What you will do
What you write should be an exact copy of the material, from its first line through the line containing "pub struct Params".

--------

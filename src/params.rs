use anyhow::{anyhow, Context, Result};
use hex::FromHex;
use itertools::Itertools;
use serde::{
    de::{self, Deserializer},
    Deserialize,
};

use crate::consts::{Address, ExtensionIds, ReservedAddresses, OFFCHAIN_VOTING_V2_ADDRESS};

fn parse_address(raw: &str) -> Result<Address> {
    let trimmed = raw.trim();
    let hex_str = trimmed
        .strip_prefix("0x")
        .unwrap_or(trimmed);
    <[u8; 20]>::from_hex(hex_str).map_err(|e| anyhow!("invalid address hex {raw:?}: {e}"))
}

fn deserialize_optional_address<'de, D>(deserializer: D) -> Result<Option<Address>, D::Error>
where
    D: Deserializer<'de>,
{
    let s: String = Deserialize::deserialize(deserializer)?;
    if s.trim().is_empty() {
        return Ok(None);
    }
    parse_address(&s)
        .map(Some)
        .map_err(de::Error::custom)
}

fn deserialize_address_list<'de, D>(deserializer: D) -> Result<Vec<Address>, D::Error>
where
    D: Deserializer<'de>,
{
    let s: String = Deserialize::deserialize(deserializer)?;
    s.split(',')
        .map(str::trim)
        .filter(|part| !part.is_empty())
        .map(parse_address)
        .collect::<Result<Vec<_>>>()
        .map_err(de::Error::custom)
}

fn deserialize_optional_address_list<'de, D>(deserializer: D) -> Result<Option<Vec<Address>>, D::Error>
where
    D: Deserializer<'de>,
{
    deserialize_address_list(deserializer).map(Some)
}

/// Deployment parameters, passed as a query string:
/// `dao_factory=0x…&daos=0x…,0x…&coupon_onboarding=0x…&offchain_voting_v2=0x…`
#[derive(Debug, Default, Deserialize, PartialEq)]
pub struct Params {
    #[serde(default, deserialize_with = "deserialize_optional_address")]
    pub dao_factory: Option<Address>,
    #[serde(default, deserialize_with = "deserialize_address_list")]
    pub daos: Vec<Address>,
    #[serde(default, deserialize_with = "deserialize_address_list")]
    pub coupon_onboarding: Vec<Address>,
    #[serde(default, deserialize_with = "deserialize_optional_address_list")]
    pub offchain_voting_v2: Option<Vec<Address>>,
}

impl Params {
    pub fn parse_from_query(input: &str) -> Result<Self> {
        serde_qs::from_str(input).map_err(|e| anyhow!("Failed to parse query params: {}", e))
    }
}

/// Immutable configuration handed to every handler.
#[derive(Debug, Clone, PartialEq)]
pub struct Config {
    pub reserved: ReservedAddresses,
    pub extensions: ExtensionIds,
    pub dao_factory: Option<Address>,
    pub daos: Vec<Address>,
    pub coupon_onboarding: Vec<Address>,
    pub offchain_voting_v2: Vec<Address>,
}

impl Default for Config {
    fn default() -> Self {
        Self {
            reserved: ReservedAddresses::default(),
            extensions: ExtensionIds::default(),
            dao_factory: None,
            daos: vec![],
            coupon_onboarding: vec![],
            offchain_voting_v2: vec![OFFCHAIN_VOTING_V2_ADDRESS],
        }
    }
}

impl Config {
    pub fn from_params(params: &str) -> Result<Self> {
        let params = Params::parse_from_query(params).context("invalid indexer params")?;
        let config = Self::from(params);
        substreams::log::info!(
            "Indexing DAOs [{}] with factory {:?}",
            config
                .daos
                .iter()
                .map(hex::encode)
                .join(", "),
            config.dao_factory.map(hex::encode)
        );
        Ok(config)
    }

    pub fn is_dao_factory(&self, address: &[u8]) -> bool {
        self.dao_factory
            .is_some_and(|factory| factory.as_slice() == address)
    }

    pub fn is_coupon_onboarding(&self, address: &[u8]) -> bool {
        self.coupon_onboarding
            .iter()
            .any(|coupon| coupon.as_slice() == address)
    }

    pub fn uses_current_offchain_layout(&self, adapter: &[u8]) -> bool {
        self.offchain_voting_v2
            .iter()
            .any(|v2| v2.as_slice() == adapter)
    }
}

impl From<Params> for Config {
    fn from(params: Params) -> Self {
        let defaults = Config::default();
        Self {
            dao_factory: params.dao_factory,
            daos: params.daos.into_iter().unique().collect(),
            coupon_onboarding: params.coupon_onboarding,
            offchain_voting_v2: params
                .offchain_voting_v2
                .unwrap_or(defaults.offchain_voting_v2),
            ..defaults
        }
    }
}

#[cfg(test)]
mod tests {
    use super::*;
    use substreams::hex;

    #[test]
    fn test_parse_from_query() {
        let input = "dao_factory=0x4a9Ee7A3AC4F1F1ba6Ef3DDB6bC6E1C3aD2b5C01&daos=0x00000000000000000000000000000000000000d1,00000000000000000000000000000000000000D2&coupon_onboarding=0x00000000000000000000000000000000000000c1";

        let params = Params::parse_from_query(input).expect("Failed to parse query string");

        assert_eq!(params.dao_factory, Some(hex!("4a9Ee7A3AC4F1F1ba6Ef3DDB6bC6E1C3aD2b5C01")));
        assert_eq!(
            params.daos,
            vec![
                hex!("00000000000000000000000000000000000000d1"),
                hex!("00000000000000000000000000000000000000d2")
            ]
        );
        assert_eq!(params.coupon_onboarding, vec![hex!("00000000000000000000000000000000000000c1")]);
        assert_eq!(params.offchain_voting_v2, None);
    }

    #[test]
    fn test_empty_params_use_defaults() {
        let config = Config::from_params("").unwrap();

        assert_eq!(config, Config::default());
        assert!(config.uses_current_offchain_layout(&OFFCHAIN_VOTING_V2_ADDRESS));
    }

    #[test]
    fn test_offchain_layout_override() {
        let config =
            Config::from_params("offchain_voting_v2=0x00000000000000000000000000000000000000e1")
                .unwrap();

        assert!(config.uses_current_offchain_layout(&hex!("00000000000000000000000000000000000000e1")));
        assert!(!config.uses_current_offchain_layout(&OFFCHAIN_VOTING_V2_ADDRESS));
    }

    #[test]
    fn test_duplicate_daos_are_collapsed() {
        let config = Config::from_params(
            "daos=0x00000000000000000000000000000000000000d1,0x00000000000000000000000000000000000000D1",
        )
        .unwrap();

        assert_eq!(config.daos.len(), 1);
    }

    #[test]
    fn test_invalid_address_is_rejected() {
        assert!(Config::from_params("daos=0x1234").is_err());
        assert!(Config::from_params("dao_factory=zz").is_err());
    }

    #[test]
    fn test_routing_helpers() {
        let config = Config::from_params(
            "dao_factory=0x00000000000000000000000000000000000000f1&coupon_onboarding=0x00000000000000000000000000000000000000c1",
        )
        .unwrap();

        assert!(config.is_dao_factory(&hex!("00000000000000000000000000000000000000f1")));
        assert!(!config.is_dao_factory(&hex!("00000000000000000000000000000000000000c1")));
        assert!(config.is_coupon_onboarding(&hex!("00000000000000000000000000000000000000c1")));
    }
}
use substreams::hex;
use tiny_keccak::{Hasher, Keccak};

pub type Address = [u8; 20];

// Reserved internal addresses used by the bank extension for bookkeeping.
pub const UNITS: Address = hex!("00000000000000000000000000000000000Ff1CE");
pub const GUILD: Address = hex!("000000000000000000000000000000000000dead");
pub const TOTAL: Address = hex!("000000000000000000000000000000000000babe");
pub const MEMBER_COUNT: Address = hex!("00000000000000000000000000000000decafbad");
pub const ESCROW: Address = hex!("0000000000000000000000000000000000004bec");

/// keccak256("bank")
pub const BANK_EXTENSION_ID: [u8; 32] =
    hex!("ea0ca03c7adbe41dc655fec28a9209dc8e6e042f3d991a67765ba285b9cf73a0");
/// keccak256("erc20-ext")
pub const ERC20_EXTENSION_ID: [u8; 32] =
    hex!("77d63af07d7aad7f422b79cf9d7285aec3f3e6f32e6e4391f1ce842d752663fd");

pub const VOTING_CONTRACT_NAME: &str = "VotingContract";
pub const OFFCHAIN_VOTING_CONTRACT_NAME: &str = "OffchainVotingContract";

/// Offchain voting adapter deployed with the upgraded `votes()` layout (adds `stepRequested`).
pub const OFFCHAIN_VOTING_V2_ADDRESS: Address = hex!("ffe158C044bE67C06a869E7DE92F437934c799b1");

pub fn keccak256(data: &[u8]) -> [u8; 32] {
    let mut hasher = Keccak::v256();
    let mut output = [0u8; 32];
    hasher.update(data);
    hasher.finalize(&mut output);
    output
}

/// Addresses that stand for bank pseudo-accounts and must never be booked as members or tokens.
#[derive(Debug, Clone, PartialEq)]
pub struct ReservedAddresses {
    pub units: Address,
    pub guild: Address,
    pub total: Address,
    pub member_count: Address,
    pub escrow: Address,
}

impl Default for ReservedAddresses {
    fn default() -> Self {
        Self { units: UNITS, guild: GUILD, total: TOTAL, member_count: MEMBER_COUNT, escrow: ESCROW }
    }
}

impl ReservedAddresses {
    /// Whether `address` is one of the sentinels excluded from member bookkeeping.
    ///
    /// `UNITS` is not part of that set: it names the internal units token, so balance events
    /// carry it as their token address for every ordinary member.
    pub fn is_reserved(&self, address: &[u8]) -> bool {
        [self.total, self.guild, self.member_count, self.escrow]
            .iter()
            .any(|reserved| reserved.as_slice() == address)
    }
}

#[derive(Debug, Clone, PartialEq)]
pub struct ExtensionIds {
    pub bank: [u8; 32],
    pub erc20: [u8; 32],
}

impl Default for ExtensionIds {
    fn default() -> Self {
        Self { bank: BANK_EXTENSION_ID, erc20: ERC20_EXTENSION_ID }
    }
}

impl ExtensionIds {
    pub fn from_names(bank: &str, erc20: &str) -> Self {
        Self { bank: keccak256(bank.as_bytes()), erc20: keccak256(erc20.as_bytes()) }
    }

    pub fn kind_of(&self, extension_id: &[u8]) -> Option<ExtensionKind> {
        if extension_id == self.bank {
            Some(ExtensionKind::Bank)
        } else if extension_id == self.erc20 {
            Some(ExtensionKind::Erc20)
        } else {
            None
        }
    }
}

#[derive(Debug, Clone, Copy, PartialEq, Eq)]
pub enum ExtensionKind {
    Bank,
    Erc20,
}
use anyhow::{Context, Result};
use prost::Message;
use substreams::log;
use substreams_entity_change::{pb::entity::EntityChanges, tables::Tables};

use crate::{
    calls::RecordedCalls,
    contracts::{AbiContractReader, ContractReader},
    data_sources::{
        DataSourceRegistry, DataSources, Template, WATCHED_CONTRACTS_ID, WATCHED_CONTRACTS_TYPE,
    },
    entities::{write_delta, EntityDelta},
    events::{event_name, event_source, handle_event, EventSource, HandlerContext},
    identifiers::to_hex,
    params::Config,
    pb::tribute::v1::{DaoEvent, Events, WatchedContracts},
    store::{EntityStore, StagedStore},
};

/// Applies decoded events to an entity store, block by block, and reports the net entity
/// changes of every block.
pub struct Indexer<S: EntityStore> {
    config: Config,
    store: S,
    data_sources: DataSources,
}

impl<S: EntityStore> Indexer<S> {
    /// Opens an indexer over `store`, watching the configured DAOs and every contract an earlier
    /// block registered.
    pub fn new(config: Config, store: S) -> Result<Self> {
        let mut data_sources = DataSources::new(&config.daos);
        if let Some(raw) = store.get(WATCHED_CONTRACTS_TYPE, WATCHED_CONTRACTS_ID) {
            let record = WatchedContracts::decode(raw.as_slice())
                .context("failed to decode the watched contracts")?;
            data_sources.restore(&record)?;
        }
        Ok(Self { config, store, data_sources })
    }

    pub fn from_params(params: &str, store: S) -> Result<Self> {
        Self::new(Config::from_params(params)?, store)
    }

    pub fn store(&self) -> &S {
        &self.store
    }

    pub fn data_sources(&self) -> &DataSources {
        &self.data_sources
    }

    pub fn into_store(self) -> S {
        self.store
    }

    pub fn watch(&mut self, template: Template, address: &[u8]) {
        self.data_sources.create(template, address);
        self.persist_data_sources();
    }

    fn persist_data_sources(&mut self) {
        self.store.put(
            WATCHED_CONTRACTS_TYPE,
            WATCHED_CONTRACTS_ID,
            self.data_sources.to_record().encode_to_vec(),
        );
    }

    /// Handles a block of `map_dao_events` output, answering contract reads from the calls
    /// recorded with it.
    pub fn process_recorded(&mut self, events: &Events) -> Result<EntityChanges> {
        let reader = AbiContractReader::new(RecordedCalls::new(&events.reads));
        self.process_events(events, &reader)
    }

    /// Handles the events of one block in order.
    ///
    /// The block commits as a whole. When an event fails, the store and the watched contracts
    /// are left as they were before the block and no change is reported.
    pub fn process_events(
        &mut self,
        events: &Events,
        reader: &dyn ContractReader,
    ) -> Result<EntityChanges> {
        let mut data_sources = self.data_sources.clone();
        let mut staged = StagedStore::new(&self.store);
        for event in &events.events {
            process_event(&self.config, &mut data_sources, &mut staged, reader, event)?;
        }
        let writes = staged.into_writes();

        let mut tables = Tables::new();
        for ((entity_type, id), value) in &writes {
            let existed = self.store.get(entity_type, id).is_some();
            write_delta(
                &mut tables,
                &EntityDelta { entity_type, id, existed, value: value.as_deref() },
            )?;
        }

        for ((entity_type, id), value) in writes {
            match value {
                Some(value) => self.store.put(&entity_type, &id, value),
                None => self.store.delete(&entity_type, &id),
            }
        }
        if data_sources != self.data_sources {
            self.data_sources = data_sources;
            self.persist_data_sources();
        }
        Ok(tables.to_entity_changes())
    }
}

fn is_routed(config: &Config, data_sources: &DataSources, event: &DaoEvent) -> bool {
    let (Some(meta), Some(kind)) = (&event.meta, &event.kind) else {
        return false;
    };
    match event_source(kind) {
        EventSource::DaoRegistry => data_sources.is_watched(Template::DaoRegistry, &meta.address),
        EventSource::BankExtension => {
            data_sources.is_watched(Template::BankExtension, &meta.address)
        }
        EventSource::CouponOnboarding => config.is_coupon_onboarding(&meta.address),
        EventSource::DaoFactory => config.is_dao_factory(&meta.address),
    }
}

fn process_event<S: EntityStore>(
    config: &Config,
    data_sources: &mut DataSources,
    store: &mut StagedStore<'_, S>,
    reader: &dyn ContractReader,
    event: &DaoEvent,
) -> Result<()> {
    let meta = event
        .meta
        .as_ref()
        .context("event without metadata")?;
    let kind = event
        .kind
        .as_ref()
        .with_context(|| format!("event without a kind at ordinal {}", meta.ordinal))?;

    if !is_routed(config, data_sources, event) {
        log::debug!("Skipping {} from unwatched {}", event_name(kind), to_hex(&meta.address));
        return Ok(());
    }

    let mut ctx = HandlerContext { config, meta, store, reader, data_sources };
    handle_event(kind, &mut ctx).with_context(|| {
        format!(
            "{} from {} failed at block {} ordinal {}",
            event_name(kind),
            to_hex(&meta.address),
            meta.block_number,
            meta.ordinal
        )
    })
}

--------

Solution for this task
filename src/params.rs
use anyhow::{anyhow, Context, Result};
use hex::FromHex;
use itertools::Itertools;
use serde::{
    de::{self, Deserializer},
    Deserialize,
};

use crate::consts::{Address, ExtensionIds, ReservedAddresses, OFFCHAIN_VOTING_V2_ADDRESS};

fn parse_address(raw: &str) -> Result<Address> {
    let trimmed = raw.trim();
    let hex_str = trimmed
        .strip_prefix("0x")
        .unwrap_or(trimmed);
    <[u8; 20]>::from_hex(hex_str).map_err(|e| anyhow!("invalid address hex {raw:?}: {e}"))
}

fn deserialize_optional_address<'de, D>(deserializer: D) -> Result<Option<Address>, D::Error>
where
    D: Deserializer<'de>,
{
    let s: String = Deserialize::deserialize(deserializer)?;
    if s.trim().is_empty() {
        return Ok(None);
    }
    parse_address(&s)
        .map(Some)
        .map_err(de::Error::custom)
}

fn deserialize_address_list<'de, D>(deserializer: D) -> Result<Vec<Address>, D::Error>
where
    D: Deserializer<'de>,
{
    let s: String = Deserialize::deserialize(deserializer)?;
    s.split(',')
        .map(str::trim)
        .filter(|part| !part.is_empty())
        .map(parse_address)
        .collect::<Result<Vec<_>>>()
        .map_err(de::Error::custom)
}

fn deserialize_optional_address_list<'de, D>(deserializer: D) -> Result<Option<Vec<Address>>, D::Error>
where
    D: Deserializer<'de>,
{
    deserialize_address_list(deserializer).map(Some)
}

/// Deployment parameters, passed as a query string:
/// `dao_factory=0x…&daos=0x…,0x…&coupon_onboarding=0x…&offchain_voting_v2=0x…`
#[derive(Debug, Default, Deserialize, PartialEq)]
pub struct Params {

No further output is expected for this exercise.